To do:
When you reach the line in the listing below that contains "service receives. The", begin returning lines exactly as written, and stop after the line that contains "3. **Target Users**: Define". Return no other lines.

Listed records:
···
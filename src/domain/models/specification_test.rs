use anyhow::Result;

use super::ComplexityLevel;
use super::ProjectSpecification;

#[test]
fn it_deserializes_camel_case_payloads() -> Result<()> {
    let spec: ProjectSpecification = serde_json::from_str(test_utils::specification_json())?;

    assert_eq!(spec.title, "LedgerLens");
    assert_eq!(spec.complexity, ComplexityLevel::Advanced);
    assert_eq!(spec.tools_and_ai.len(), 2);
    assert_eq!(spec.target_users[0], "Treasury Operations Lead");

    return Ok(());
}

#[test]
fn it_serializes_back_to_camel_case() -> Result<()> {
    let spec: ProjectSpecification = serde_json::from_str(test_utils::specification_json())?;
    let json = serde_json::to_string(&spec)?;

    assert!(json.contains("\"shortDescription\""));
    assert!(json.contains("\"toolsAndAI\""));
    assert!(json.contains("\"implementationSteps\""));
    assert!(json.contains("\"realWorldImpact\""));

    return Ok(());
}

#[test]
fn it_rejects_payloads_with_missing_fields() {
    let res = serde_json::from_str::<ProjectSpecification>(r#"{"title": "Half a spec"}"#);
    assert!(res.is_err());
}

#[test]
fn it_rejects_unknown_complexity_labels() {
    let json = test_utils::specification_json().replace("\"Advanced\"", "\"Heroic\"");
    let res = serde_json::from_str::<ProjectSpecification>(&json);
    assert!(res.is_err());
}

#[test]
fn it_renders_clipboard_markdown() -> Result<()> {
    let spec: ProjectSpecification = serde_json::from_str(test_utils::specification_json())?;

    insta::assert_snapshot!(spec.to_markdown(), @r###"
    # LedgerLens
    **Complexity**: Advanced
    **Description**: Real-time reconciliation dashboard for mid-market trading desks.

    ## The Challenge
    Trade breaks surface hours after markets close, forcing manual spreadsheet triage.

    ## The Solution
    Stream fills and ledger entries into a matching engine that surfaces breaks as they happen.

    ## Tech Stack
    React, TypeScript, Vite, TanStack Query, Recharts

    ## Implementation
    1. Model the ledger schema
    2. Build the ingest worker
    3. Ship the dashboard
    "###);

    return Ok(());
}

#[test]
fn it_renders_a_full_document() -> Result<()> {
    let spec: ProjectSpecification = serde_json::from_str(test_utils::specification_json())?;
    let document = spec.to_document();

    assert!(document.starts_with("# LedgerLens"));
    for header in [
        "## The Challenge",
        "## The Solution",
        "## Real World Impact",
        "## Target Users",
        "## Key Features",
        "## Tech Stack",
        "## Tools & AI",
        "## Implementation",
        "## UX Tips",
        "## Security",
        "## Risks",
        "## Limitations",
    ] {
        assert!(document.contains(header), "missing section: {header}");
    }
    assert!(document.contains("- Treasury Operations Lead"));
    assert!(document.contains("1. Model the ledger schema"));

    return Ok(());
}
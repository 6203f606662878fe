#[cfg(test)]
#[path = "request_test.rs"]
mod tests;

use serde_derive::Deserialize;
use serde_derive::Serialize;
use strum::EnumIter;

/// Substituted for the focus area when the user leaves the field blank.
pub const DEFAULT_FOCUS_AREA: &str = "Modern Tech Stack";

#[derive(Clone, Copy, Debug, PartialEq, Eq, EnumIter, strum::Display, Serialize, Deserialize)]
pub enum Industry {
    #[strum(serialize = "AI & Machine Learning")]
    AiMl,
    #[strum(serialize = "Web Application")]
    WebApp,
    Cybersecurity,
    #[strum(serialize = "Blockchain & Web3")]
    Blockchain,
    #[strum(serialize = "Internet of Things (IoT)")]
    Iot,
    #[strum(serialize = "AR / VR / Metaverse")]
    ArVr,
    #[strum(serialize = "Data & Analytics")]
    DataAnalytics,
    FinTech,
    Healthcare,
    #[strum(serialize = "E-Commerce")]
    ECommerce,
    EdTech,
    #[strum(serialize = "Social & Collaboration")]
    Social,
    #[strum(serialize = "Cloud & Infrastructure")]
    CloudInfra,
    #[strum(serialize = "Embedded Systems")]
    Embedded,
    #[strum(serialize = "DevOps & Automation")]
    DevOps,
}

#[derive(Clone, Copy, Debug, PartialEq, Eq, EnumIter, strum::Display, Serialize, Deserialize)]
pub enum ComplexityLevel {
    Intermediate,
    Advanced,
    Expert,
}

/// The normalized tuple sent to the generation service. Built once through
/// [`GenerationRequest::build`] and never mutated afterwards; regenerate
/// reuses the stored value verbatim.
#[derive(Clone, Debug, PartialEq, Eq, Serialize, Deserialize)]
pub struct GenerationRequest {
    pub industry: Industry,
    pub complexity: ComplexityLevel,
    pub focus_area: String,
}

impl GenerationRequest {
    pub fn build(
        industry: Industry,
        complexity: ComplexityLevel,
        raw_focus_area: &str,
    ) -> GenerationRequest {
        let mut focus_area = raw_focus_area.trim().to_string();
        if focus_area.is_empty() {
            focus_area = DEFAULT_FOCUS_AREA.to_string();
        }

        return GenerationRequest {
            industry,
            complexity,
            focus_area,
        };
    }

    /// Renders the instruction the generation service receives. The
    /// constraint list is fixed; only the three request fields vary.
    pub fn to_prompt(&self) -> String {
        return format!(
            r#"Act as a Senior Principal Software Architect.
Create 2 comprehensive technical specifications for React web applications tailored to the following requirements:

Target Industry: {industry}
Complexity Level: {complexity}
Technical Focus: {focus}

Constraints:
1. REAL WORLD PROBLEMS ONLY. Focus on complex workflows, data visualization, real-time collaboration, or system optimization.
2. The "Tech Architecture" must include modern, specific libraries.
3. **Target Users**: Define specific user personas (e.g., "Radiology Department Head", "High-Frequency Trader").
4. **Suggested Tools**: Recommend external tools, APIs, or AI models to accelerate dev (e.g. "Sentry for monitoring", "Gemini API for summarization").
5. **Risk & Security**: Provide real analysis on risks (e.g. "GDPR Compliance") and security (e.g. "End-to-end encryption").
6. **Implementation**: A concrete step-by-step roadmap.
7. **Future**: Limitations of the MVP and future scale-up ideas."#,
            industry = self.industry,
            complexity = self.complexity,
            focus = self.focus_area
        );
    }

    /// Short label used by the history sidebar and `history list`.
    pub fn summary(&self) -> String {
        return format!("{} / {}", self.industry, self.complexity);
    }
}
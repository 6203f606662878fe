#![deny(clippy::implicit_return)]
#![allow(clippy::needless_return)]

mod application;
mod configuration;
mod domain;
mod infrastructure;

use std::env;
use std::process;

use anyhow::Error;
use domain::models::Action;
use domain::models::Event;
use domain::services::clipboard::ClipboardService;
use tokio::sync::mpsc;
use tokio::task;
use yansi::Paint;

use crate::application::cli;
use crate::application::ui;
use crate::domain::services::actions::ActionsService;

fn handle_error(err: Error) {
    eprintln!(
            "{}",
            Paint::red(format!(
                "Oh no! Specforge has failed with the following app version and error.\n\nVersion: {}\nCommit: {}\nError: {}",
                env!("CARGO_PKG_VERSION"),
                env!("VERGEN_GIT_DESCRIBE"),
                err
            ))
        );

    let backtrace = err.backtrace();
    if backtrace.to_string() == "disabled backtrace" {
        let args = env::args().collect::<Vec<String>>().join(" ");
        eprintln!("\nRunning the following can help explain further what the issue is:");
        eprintln!("\nRUST_BACKTRACE=1 {args}");
    } else {
        eprintln!("\n{}", backtrace);
    }

    process::exit(1);
}

#[tokio::main]
async fn main() {
    std::panic::set_hook(Box::new(|panic_info| {
        ui::destruct_terminal_for_panic();
        better_panic::Settings::auto().create_panic_handler()(panic_info);
    }));

    let debug_log_dir = env::var("SPECFORGE_LOG_DIR").unwrap_or_else(|_| {
        return dirs::cache_dir()
            .unwrap()
            .join("specforge")
            .to_string_lossy()
            .to_string();
    });

    let file_appender = tracing_appender::rolling::never(debug_log_dir, "debug.log");
    let (writer, _guard) = tracing_appender::non_blocking(file_appender);
    if env::var("RUST_LOG")
        .unwrap_or_else(|_| return "".to_string())
        .contains("specforge")
    {
        tracing_subscriber::fmt()
            .json()
            .with_max_level(tracing::Level::DEBUG)
            .with_writer(writer)
            .init();
    }

    let ready_res = cli::parse().await;
    if let Err(ready_err) = ready_res {
        handle_error(ready_err);
        return;
    }
    if !ready_res.unwrap() {
        process::exit(0);
    }

    let (action_tx, mut action_rx) = mpsc::unbounded_channel::<Action>();
    let (event_tx, event_rx) = mpsc::unbounded_channel::<Event>();

    let mut background_futures = task::JoinSet::new();
    background_futures.spawn(async move {
        return ActionsService::start(event_tx, &mut action_rx).await;
    });

    if let Err(clipboard_err) = ClipboardService::healthcheck() {
        tracing::warn!(err = ?clipboard_err, "Clipboard service is unable to start")
    } else {
        background_futures.spawn(async move {
            return ClipboardService::start().await;
        });
    }

    let ui_future = ui::start(action_tx, event_rx);

    let res = tokio::select!(
        res = background_futures.join_next() => res.unwrap().unwrap(),
        res = ui_future => res,
    );

    if res.is_err() {
        ui::destruct_terminal_for_panic();
        handle_error(res.unwrap_err());
    }

    process::exit(0);
}
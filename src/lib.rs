//! Monte Carlo estimate of the odds that a retirement portfolio runs out of
//! money, replaying historical annual returns and inflation.
//!
//! A run samples many independent retirements (start year, triangular
//! duration), walks each one year by year with truncating integer
//! arithmetic, and summarizes the final values.

pub mod analysis;
pub mod config;
pub mod error;
pub mod report;
pub mod sampler;
pub mod series;
pub mod simulation;
pub mod trajectory;
pub mod types;

pub use analysis::{SummaryStatistics, summarize};
pub use config::SimulationParameters;
pub use error::{Result, SimulationError};
pub use series::{InvestmentType, RateSeries, SeriesRepository};
pub use simulation::Simulation;
pub use types::{Outcome, OutcomeSet, TrialId};
use std::ops::Range;

use rand::Rng;
use rand_distr::{Distribution, Triangular};

use crate::error::{Result, SimulationError};

/// One sampled retirement: where in the historical record it starts and how
/// many years it lasts.
#[derive(Debug, Clone, Copy, PartialEq, Eq)]
pub struct Trial {
    pub start_year_index: usize,
    pub duration_years: u32,
}

impl Trial {
    /// Unreduced year indices of the window. Callers take each modulo the
    /// length of the series they read from.
    pub fn year_indices(&self) -> Range<usize> {
        self.start_year_index..self.start_year_index + self.duration_years as usize
    }
}

/// Uniform start index in `[0, series_length)`.
pub fn sample_start_year(rng: &mut impl Rng, series_length: usize) -> Result<usize> {
    if series_length == 0 {
        return Err(SimulationError::Data(
            "cannot sample a start year from an empty series".to_string(),
        ));
    }
    Ok(rng.random_range(0..series_length))
}

/// Triangular draw over `[min_years, max_years]` peaked at `mode_years`, floored.
/// `min == mode` and `mode == max` are valid.
pub fn sample_duration(
    rng: &mut impl Rng,
    min_years: u32,
    mode_years: u32,
    max_years: u32,
) -> Result<u32> {
    Ok(duration_distribution(min_years, mode_years, max_years)?.sample(rng))
}

fn duration_distribution(min_years: u32, mode_years: u32, max_years: u32) -> Result<RetirementYears> {
    let dist = Triangular::new(min_years as f64, max_years as f64, mode_years as f64).map_err(
        |e| {
            SimulationError::Configuration(format!(
                "invalid retirement years {min_years}-{mode_years}-{max_years}: {e}"
            ))
        },
    )?;
    Ok(RetirementYears { dist, max_years })
}

/// Floored triangular duration. Clamped so float error can never push a draw
/// past the configured maximum.
#[derive(Debug, Clone, Copy)]
struct RetirementYears {
    dist: Triangular<f64>,
    max_years: u32,
}

impl Distribution<u32> for RetirementYears {
    fn sample<R: Rng + ?Sized>(&self, rng: &mut R) -> u32 {
        let years = self.dist.sample(rng).floor() as u32;
        years.min(self.max_years)
    }
}

/// Samples trials for a fixed series length and duration shape.
/// The distribution is built once and reused for every trial.
#[derive(Debug, Clone, Copy)]
pub struct TrialSampler {
    series_length: usize,
    duration: RetirementYears,
}

impl TrialSampler {
    pub fn new(series_length: usize, min_years: u32, mode_years: u32, max_years: u32) -> Result<Self> {
        if series_length == 0 {
            return Err(SimulationError::Data(
                "cannot sample trials over an empty series".to_string(),
            ));
        }
        Ok(TrialSampler {
            series_length,
            duration: duration_distribution(min_years, mode_years, max_years)?,
        })
    }

    pub fn sample(&self, rng: &mut impl Rng) -> Trial {
        Trial {
            start_year_index: rng.random_range(0..self.series_length),
            duration_years: self.duration.sample(rng),
        }
    }
}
···
Exercise result:
    /// Renders the instruction the generation service receives. The
    /// constraint list is fixed; only the three request fields vary.
    pub fn to_prompt(&self) -> String {
        return format!(
            r#"Act as a Senior Principal Software Architect.
Create 2 comprehensive technical specifications for React web applications tailored to the following requirements:

Target Industry: {industry}
Complexity Level: {complexity}
Technical Focus: {focus}

Constraints:
1. REAL WORLD PROBLEMS ONLY. Focus on complex workflows, data visualization, real-time collaboration, or system optimization.
2. The "Tech Architecture" must include modern, specific libraries.
3. **Target Users**: Define specific user personas (e.g., "Radiology Department Head", "High-Frequency Trader").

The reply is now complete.